▶ _Required work_
Wherever "SettingsArgs" appears in the records below, copy the line that holds it.

▶ _Stored data_
|---|
#[async_trait]
impl Renderer for RenderSupervisor {
    async fn render(
        &self,
        request: RenderRequest,
        events: mpsc::UnboundedSender<RenderEvent>,
        cancel: CancellationToken,
    ) -> Result<RenderSummary> {
        let log_path = self.log_path_for(&request);
        self.prepare(&request, log_path.as_deref()).await?;

        let started = Instant::now();
        let mut child = self.spawn(&request, log_path.as_deref())?;
        tracing::info!(job_id = %request.job_id, pid = ?child.id(), "Render started");

        let _ = events.send(RenderEvent::Output(format!(
            "Starting render: {}",
            request.project.display()
        )));
        if let Some(path) = &log_path {
            let _ = events.send(RenderEvent::LogFile(path.clone()));
        }

        let stdout = child
            .stdout
            .take()
            .ok_or_else(|| FarmError::Io(std::io::Error::other("renderer stdout not captured")))?;
        let stderr = child
            .stderr
            .take()
            .ok_or_else(|| FarmError::Io(std::io::Error::other("renderer stderr not captured")))?;
        let mut stdout = LinesStream::new(BufReader::new(stdout).lines());
        let mut stderr = LinesStream::new(BufReader::new(stderr).lines());
        let mut stdout_open = true;
        let mut stderr_open = true;

        let mut tracker = ProgressTracker::new(self.progress_mode(&request), started);
        let mut heartbeat = StatusHeartbeat::new(self.config.stale_after());
        let mut stdout_tail: VecDeque<String> = VecDeque::with_capacity(DIAGNOSTIC_TAIL);
        let mut stderr_tail: VecDeque<String> = VecDeque::with_capacity(DIAGNOSTIC_TAIL);
        let mut last_sent = -1.0f32;

        // The renderer may write progress only to its `-log` file.
        let mut log_tail = log_path.clone().map(LogTail::new);
        let mut dones = DoneCounts::default();

        let mut poll = tokio::time::interval(self.config.poll_interval());
        poll.set_missed_tick_behavior(tokio::time::MissedTickBehavior::Delay);

        let mut exit: Option<ExitStatus> = None;
        let mut drain_deadline: Option<Instant> = None;

        loop {
            if exit.is_some() && !stdout_open && !stderr_open {
                break;
            }
            tokio::select! {
                _ = cancel.cancelled(), if exit.is_none() => {
                    tracing::info!(job_id = %request.job_id, "Cancelling render");
                    terminate_tree(&mut child, self.config.kill_grace()).await;
                    let _ = events.send(RenderEvent::Status(format!(
                        "Render cancelled ({})",
                        format_elapsed(started.elapsed().as_secs())
                    )));
                    return Err(FarmError::RendererCancelled);
                }
                line = stdout.next(), if stdout_open => match line {
                    Some(Ok(line)) => {
                        let now = Instant::now();
                        match self.classifier.classify(&line) {
                            LineKind::FrameProgress { current, total } => {
                                tracker.observe_frame(current, total, now);
                                let _ = events.send(RenderEvent::Output(line));
                            }
                            LineKind::CompositionDone => {
                                if dones.from_output() {
                                    tracker.composition_done(now);
                                }
                                let _ = events.send(RenderEvent::Output(line));
                            }
                            LineKind::Noise => {}
                            LineKind::Diagnostic => {
                                push_tail(&mut stdout_tail, &line);
                                let _ = events.send(RenderEvent::Output(line));
                            }
                        }
                        send_progress(&events, tracker.progress(), &mut last_sent);
                    }
                    Some(Err(e)) => {
                        tracing::warn!(job_id = %request.job_id, error = %e, "Renderer stdout read failed");
                        stdout_open = false;
                    }
                    None => stdout_open = false,
                },
                line = stderr.next(), if stderr_open => match line {
                    Some(Ok(line)) => {
                        if self.classifier.classify(&line) == LineKind::Diagnostic {
                            push_tail(&mut stderr_tail, &line);
                            let _ = events.send(RenderEvent::Output(line));
                        }
                    }
                    Some(Err(e)) => {
                        tracing::warn!(job_id = %request.job_id, error = %e, "Renderer stderr read failed");
                        stderr_open = false;
                    }
                    None => stderr_open = false,
                },
                status = child.wait(), if exit.is_none() => {
                    exit = Some(status?);
                    drain_deadline = Some(Instant::now() + DRAIN_TIMEOUT);
                }
                _ = poll.tick() => {
                    if let Some(tail) = log_tail.as_mut() {
                        self.follow_log(tail, &mut tracker, &mut dones, &request).await;
                    }
                    let now = Instant::now();
                    if let Some(deadline) = drain_deadline {
                        if now >= deadline {
                            tracing::debug!(job_id = %request.job_id, "Output still open after exit, stop reading");
                            break;
                        }
                        continue;
                    }
                    if let ProgressMode::FrameFiles { folder, extension, .. } = tracker.mode() {
                        let folder = folder.clone();
                        let extension = extension.clone();
                        let count = tokio::task::spawn_blocking(move || count_frame_files(&folder, &extension))
                            .await
                            .unwrap_or(0);
                        tracker.observe_files(count, now);
                    }
                    send_progress(&events, tracker.tick(now), &mut last_sent);

                    if let Some(message) =
                        heartbeat.poll(now, started, tracker.last_activity(), tracker.has_signal())
                    {
                        let _ = events.send(RenderEvent::Status(message));
                    }

                    if let Some(limit) = self.config.watchdog_timeout() {
                        if now.saturating_duration_since(tracker.last_activity()) >= limit {
                            tracing::warn!(job_id = %request.job_id, limit = ?limit, "Renderer stalled, killing it");
                            terminate_tree(&mut child, self.config.kill_grace()).await;
                            return Err(FarmError::RendererTimedOut(limit));
                        }
                    }
                }
            }
        }

        if let Some(tail) = log_tail.as_mut() {
            self.follow_log(tail, &mut tracker, &mut dones, &request).await;
        }

        let elapsed = started.elapsed();
        let Some(status) = exit else {
            return Err(FarmError::RendererCrashed {
                exit_code: None,
                detail: "renderer exit status unknown".to_string(),
            });
        };
        tracing::info!(
            job_id = %request.job_id,
            exit_code = ?status.code(),
            elapsed = %format_elapsed(elapsed.as_secs()),
            "Renderer exited"
        );

        if !status.success() {
            let tail = if stderr_tail.is_empty() {
                &stdout_tail
            } else {
                &stderr_tail
            };
            let detail = if tail.is_empty() {
                format!("Exit code: {}", describe_exit(&status))
            } else {
                tail.iter().cloned().collect::<Vec<_>>().join("\n")
            };
            return Err(FarmError::RendererCrashed {
                exit_code: status.code(),
                detail,
            });
        }

        if let ProgressMode::FrameFiles { folder, extension, .. } = tracker.mode() {
            let count = count_frame_files(folder, extension);
            tracker.observe_files(count, Instant::now());
        }
        self.check_output(&request, &tracker)?;

        let _ = events.send(RenderEvent::Progress(tracker.finish()));
        let _ = events.send(RenderEvent::Status(format!(
            "Render completed successfully ({})",
            format_elapsed(elapsed.as_secs())
        )));
        Ok(RenderSummary {
            elapsed,
            log_path,
            compositions: tracker.compositions_done(),
        })
    }
}
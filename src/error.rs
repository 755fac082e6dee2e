use std::path::PathBuf;
use std::time::Duration;

use thiserror::Error;

use crate::scheduler::job::{JobId, JobStatus, NodeId};

#[derive(Error, Debug)]
pub enum FarmError {
    #[error("Invalid job: {0}")]
    Validation(String),

    #[error("Job already exists: {0}")]
    DuplicateJob(JobId),

    #[error("Job not found: {0}")]
    JobNotFound(JobId),

    #[error("Node not found: {0}")]
    NodeNotFound(NodeId),

    #[error("Cannot {action} job {job_id} while it is {status}")]
    InvalidState {
        job_id: JobId,
        status: JobStatus,
        action: &'static str,
    },

    #[error("Invalid job transition {from} -> {to}")]
    InvalidTransition { from: JobStatus, to: JobStatus },

    #[error("Renderer exited with code {exit_code:?}: {detail}")]
    RendererCrashed {
        exit_code: Option<i32>,
        detail: String,
    },

    #[error("Renderer made no progress for {0:?}")]
    RendererTimedOut(Duration),

    #[error("Render cancelled")]
    RendererCancelled,

    #[error("Renderer finished but output is missing: {0}")]
    OutputMissing(String),

    #[error("Compositor failed: {0}")]
    Compositor(String),

    #[error("Transfer error: {0}")]
    Transfer(String),

    #[error("Network error: {0}")]
    Network(String),

    #[error("Node offline: {0}")]
    NodeOffline(String),

    #[error("Farm API error ({status}): {body}")]
    Api { status: u16, body: String },

    #[error("Queue snapshot {path:?} is unreadable ({reason}), preserved as {preserved_at:?}")]
    StateCorruption {
        path: PathBuf,
        preserved_at: PathBuf,
        reason: String,
    },

    #[error("I/O error: {0}")]
    Io(#[from] std::io::Error),

    #[error("JSON error: {0}")]
    Json(#[from] serde_json::Error),
}

impl FarmError {
    /// Network failures worth retrying with backoff.
    pub fn is_transient(&self) -> bool {
        match self {
            FarmError::Network(_) => true,
            FarmError::Api { status, .. } => *status >= 500,
            _ => false,
        }
    }
}

impl From<reqwest::Error> for FarmError {
    fn from(err: reqwest::Error) -> Self {
        FarmError::Network(err.to_string())
    }
}

impl From<zip::result::ZipError> for FarmError {
    fn from(err: zip::result::ZipError) -> Self {
        FarmError::Transfer(err.to_string())
    }
}

pub type Result<T> = std::result::Result<T, FarmError>;
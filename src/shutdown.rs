use tokio_util::sync::CancellationToken;

/// Cancel the returned token on Ctrl-C, or SIGTERM on unix.
///
/// Queue runners, the farm server and the agent all watch this token and
/// stop their renderers before exiting.
pub fn install_shutdown_handler() -> CancellationToken {
    let token = CancellationToken::new();
    let token_clone = token.clone();

    tokio::spawn(async move {
        wait_for_signal().await;
        token_clone.cancel();
    });

    token
}

#[cfg(unix)]
async fn wait_for_signal() {
    use tokio::signal::unix::{signal, SignalKind};

    let mut sigterm = match signal(SignalKind::terminate()) {
        Ok(s) => s,
        Err(e) => {
            tracing::warn!(error = %e, "SIGTERM handler unavailable, Ctrl-C only");
            if tokio::signal::ctrl_c().await.is_ok() {
                tracing::info!("Received SIGINT, shutting down");
            }
            return;
        }
    };

    tokio::select! {
        _ = sigterm.recv() => {
            tracing::info!("Received SIGTERM, shutting down");
        }
        _ = tokio::signal::ctrl_c() => {
            tracing::info!("Received SIGINT, shutting down");
        }
    }
}

#[cfg(not(unix))]
async fn wait_for_signal() {
    if tokio::signal::ctrl_c().await.is_ok() {
        tracing::info!("Received Ctrl-C, shutting down");
    }
}
/// Render settings shared by every command that creates jobs.
#[derive(Args, Debug, Clone)]
struct SettingsArgs {
    /// Output format, e.g. MP4, PNG, "Animated GIF"
    #[arg(long, short = 'f', default_value = "MP4")]
    format: RenderFormat,

    /// Codec preset (defaults to the format's first preset)
    #[arg(long)]
    preset: Option<String>,

    /// Output folder (defaults to the project folder)
    #[arg(long)]
    output_dir: Option<PathBuf>,

    /// One subfolder per project inside the output folder
    #[arg(long)]
    subfolder: bool,

    #[arg(long)]
    start: Option<u32>,

    #[arg(long)]
    end: Option<u32>,

    /// Layer comp name, or ALL / ALL_AND_MAIN
    #[arg(long)]
    layer_comp: Option<LayerComp>,

    /// 0 (minimum) to 5 (lossless)
    #[arg(long)]
    quality: Option<u8>,

    /// 24 or 32
    #[arg(long)]
    depth: Option<u8>,

    /// Codec index for movie formats, passed through to the renderer
    #[arg(long)]
    video_codec: Option<u32>,

    #[arg(long)]
    multithread: Option<bool>,
    #[arg(long)]
    half_size: Option<bool>,
    #[arg(long)]
    half_fps: Option<bool>,
    #[arg(long)]
    shape_fx: Option<bool>,
    #[arg(long)]
    layer_fx: Option<bool>,
    #[arg(long)]
    antialias: Option<bool>,

    /// Copy the project's Images folder next to it before rendering
    #[arg(long)]
    copy_images: bool,

    /// Composite the layer comps once the render is done
    #[arg(long)]
    compose: bool,

    #[arg(long, requires = "compose")]
    reverse_layers: bool,

    #[arg(long)]
    log_file: Option<PathBuf>,
}

impl SettingsArgs {
    fn to_settings(&self) -> RenderSettings {
        let mut settings = RenderSettings::for_format(self.format);
        if self.preset.is_some() {
            settings.preset = self.preset.clone();
        }
        settings.output_dir = self.output_dir.clone();
        settings.subfolder_per_project = self.subfolder;
        settings.start_frame = self.start;
        settings.end_frame = self.end;
        settings.layer_comp = self.layer_comp.clone();
        settings.quality = self.quality;
        settings.depth = self.depth;
        settings.video_codec = self.video_codec;
        settings.multithread = self.multithread;
        settings.half_size = self.half_size;
        settings.half_fps = self.half_fps;
        settings.shape_fx = self.shape_fx;
        settings.layer_fx = self.layer_fx;
        settings.antialias = self.antialias;
        settings.copy_images = self.copy_images;
        settings.compose_layers = self.compose;
        settings.reverse_layer_order = self.reverse_layers;
        settings.log_file = self.log_file.clone();
        settings
    }
}

// =============================================================================
// Local queue
// =============================================================================

async fn open_queue(config: &AppConfig, persistent: bool) -> Result<QueueManager, Box<dyn std::error::Error>> {
    let supervisor = RenderSupervisor::new(config.renderer.clone()).with_log_dir(config.log_dir()?);
    let mut builder = QueueManager::builder(Arc::new(supervisor)).max_concurrent(config.queue.max_concurrent);
    if persistent {
        builder = builder.snapshot(SnapshotStore::new(config.snapshot_path()?));
    }
    if let Some(program) = &config.queue.compositor {
        let compositor = config
            .queue
            .compositor_args
            .iter()
            .fold(CommandCompositor::new(program), |c, a| c.arg(a));
        builder = builder.compositor(Arc::new(compositor));
    }
    Ok(builder.open().await?)
}

/// Start the queue and wait until it runs dry or the process is told to stop.
async fn run_until_idle(queue: &QueueManager) {
    let shutdown = install_shutdown_handler();
    let mut events = queue.subscribe();
    queue.start().await;

    let printer = tokio::spawn(async move {
        use render_farm::scheduler::QueueEvent;
        while let Ok(event) = events.recv().await {
            match event {
                QueueEvent::StatusChanged { id, to, .. } => println!("[{:#}] {}", id, to),
                QueueEvent::Output { id, line } => println!("[{:#}] {}", id, line),
                _ => {}
            }
        }
    });

    tokio::select! {
        _ = queue.wait_idle() => {}
        _ = shutdown.cancelled() => {
            eprintln!("Stopping renders...");
            queue.stop().await;
        }
    }
    queue.shutdown().await;
    printer.abort();
}

fn print_summary(jobs: &[Job]) -> bool {
    let failed = jobs.iter().filter(|j| j.status == JobStatus::Failed).count();
    let completed = jobs.iter().filter(|j| j.status == JobStatus::Completed).count();
    println!();
    println!("{} completed, {} failed, {} total", completed, failed, jobs.len());
    for job in jobs.iter().filter(|j| j.status == JobStatus::Failed) {
        println!(
            "  {}: {}",
            job.project.display(),
            job.error.as_deref().unwrap_or("unknown error")
        );
    }
    failed == 0
}

async fn handle_render(
    config: &AppConfig,
    files: Vec<PathBuf>,
    settings: RenderSettings,
) -> Result<bool, Box<dyn std::error::Error>> {
    let queue = open_queue(config, false).await?;
    for file in files {
        let id = queue.add(&file, settings.clone()).await?;
        println!("Queued {} as {:#}", file.display(), id);
    }
    run_until_idle(&queue).await;
    Ok(print_summary(&queue.jobs().await))
}

fn print_jobs(jobs: &[Job], output: &OutputFormat) -> Result<(), Box<dyn std::error::Error>> {
    match output {
        OutputFormat::Json => println!("{}", serde_json::to_string_pretty(jobs)?),
        OutputFormat::Table => {
            if jobs.is_empty() {
                println!("No jobs found.");
                return Ok(());
            }
            println!(
                "{:<38} {:<10} {:>6} {:<12} {:<20} PROJECT",
                "JOB ID", "STATUS", "DONE", "FORMAT", "NODE"
            );
            println!("{}", "-".repeat(100));
            for job in jobs {
                let node = job
                    .assigned_node
                    .as_ref()
                    .map(|n| n.to_string())
                    .unwrap_or_else(|| "-".to_string());
                println!(
                    "{:<38} {:<10} {:>5.0}% {:<12} {:<20} {}",
                    job.id.to_string(),
                    job.status.to_string(),
                    job.progress * 100.0,
                    job.settings.format.to_string(),
                    node,
                    job.project.display()
                );
                if let Some(error) = &job.error {
                    println!("    error: {}", error);
                }
            }
        }
    }
    Ok(())
}

async fn handle_queue(config: &AppConfig, command: QueueCommands) -> Result<bool, Box<dyn std::error::Error>> {
    let queue = open_queue(config, true).await?;
    match command {
        QueueCommands::Add { files, settings } => {
            let settings = settings.to_settings();
            for file in files {
                let id = queue.add(&file, settings.clone()).await?;
                println!("Queued {} as {}", file.display(), id);
            }
        }
        QueueCommands::List { output } => print_jobs(&queue.jobs().await, &output)?,
        QueueCommands::Run => {
            let before: Vec<JobId> = queue.jobs().await.iter().map(|j| j.id).collect();
            run_until_idle(&queue).await;
            let jobs: Vec<Job> = queue
                .jobs()
                .await
                .into_iter()
                .filter(|j| before.contains(&j.id))
                .collect();
            return Ok(print_summary(&jobs));
        }
        QueueCommands::Retry { job_id } => {
            queue.retry(&job_id).await?;
            println!("Job {} is pending again", job_id);
        }
        QueueCommands::Remove { job_id } => {
            let job = queue.remove(&job_id).await?;
            println!("Removed {} ({})", job_id, job.project.display());
        }
        QueueCommands::Export { path } => {
            let n = queue.export(&path).await?;
            println!("Exported {} jobs to {}", n, path.display());
        }
        QueueCommands::Import { path, append } => {
            let n = queue.import(&path, append).await?;
            println!("Imported {} jobs from {}", n, path.display());
        }
        QueueCommands::Clear => {
            let n = queue.clear_finished().await;
            println!("Cleared {} finished jobs", n);
        }
    }
    Ok(true)
}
|---|
▶ _Final answer_
struct SettingsArgs {
impl SettingsArgs {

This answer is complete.